- cross-posted to:
- worldnews@lemmy.ml
Wealthy nations should divert 5% of their military budgets to climate finance, advocates argue.
The call comes as global leaders at Cop28 in Dubai gather for a special-themed day on “relief, recovery, and peace” on Sunday, marking the first time climate-fueled conflict has ever been on an international climate conference agenda.
Participants will discuss the need to direct aid to “highly vulnerable, fragile, and conflict-affected communities” as evidence mounts that climate disasters put regions at greater risk of war, and amid ongoing conflict in Palestine as well as Ukraine, Sudan, and other areas.
But truly protecting communities from climate and conflict will require a shift in priorities, says the Transnational Institute, an international research and advocacy group.

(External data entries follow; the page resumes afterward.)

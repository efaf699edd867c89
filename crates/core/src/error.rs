//! Typed errors raised by station construction and decoding.

use thiserror::Error;

/// Result alias for operations that fail with [`StationError`].
pub type StationResult<T> = std::result::Result<T, StationError>;

/// Failures that can occur while building or decoding a station record.
#[derive(Error, Debug)]
pub enum StationError {
    /// A station was given an empty (or whitespace-only) identifier.
    #[error("station id must not be empty")]
    EmptyId,

    /// An enum ordinal did not correspond to any declared variant.
    #[error("unknown {kind} ordinal {value}")]
    UnknownOrdinal {
        /// Name of the enumeration being decoded.
        kind: &'static str,
        /// Offending ordinal.
        value: u64,
    },

    /// A station object did not match the expected document shape.
    #[error("malformed station document: {source}")]
    Malformed {
        /// Underlying decode error; names the missing or mis-typed field.
        #[source]
        source: serde_json::Error,
    },

    /// The top-level document was not a JSON array.
    #[error("expected a JSON array of stations, found {found}")]
    NotAnArray {
        /// JSON type that was found instead.
        found: &'static str,
    },

    /// A single element of a station list failed to decode.
    #[error("station at index {index} could not be decoded")]
    Record {
        /// Position of the failing element in the array.
        index: usize,
        /// Why the element was rejected.
        #[source]
        source: Box<StationError>,
    },
}
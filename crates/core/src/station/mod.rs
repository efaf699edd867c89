//! Station records, their builder and the interactive collector.

mod builder;
mod models;
pub mod prompt;

pub use builder::{StationBuilder, MAX_QUANTITY};
pub use models::{Station, DEFAULT_CAPACITY, DEFAULT_STATION_NAME};
pub use prompt::{collect_station, Console};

- CJOtheReal ( @CJOtheReal@ani.social ) 5•11 months ago
That’s a bad idea given the current world problems…
- Sonori ( @sonori@beehaw.org ) 2•11 months ago
Especially if anyone’s serious about decarbonizing the military, things like manufacturing synthetic aviation fuel, moving logistics to electric vehicles, or finding alternatives to diesel generators at temporary bases are all liable to be hugely capital intensive upfront, even if many of them will have maintenance benefits.
The US for instance could pay for all of this and a lot more by simply ending the 2017 tax cuts, which by some estimates cost the government more each year than it spends on the the entire military, and which have had no economic impact distinguishable from random market noise.
Or maybe, the US could do something really crazy like bump capital gains from 15 percent to even Canada’s current 50 percent, or historical 75 percent.
Of your actually want to do something actually radical and not just obvious, tax stocks, private bonds, and securities, like they are physical assets with a federal sales tax when they charge hands. That might actually return the stock market into something more than a gambling by forcing investments to actively be investments if they want returns, and not just be dependent on line go up.
You cannot balance a govement buget without rasing govement income though taxes, and the idea of tax cuts paying for themselves has been widely discredited for decades, even if most neoliberals pretend otherwise.
Sorry if most of this comment turned out to be about budgeting, but cuting x to pay for unrelated y is incredibly absurd logic for a government. If x needs funding is dependent on x, it doesn’t stop need doing just becuse you don’t want to pay for it.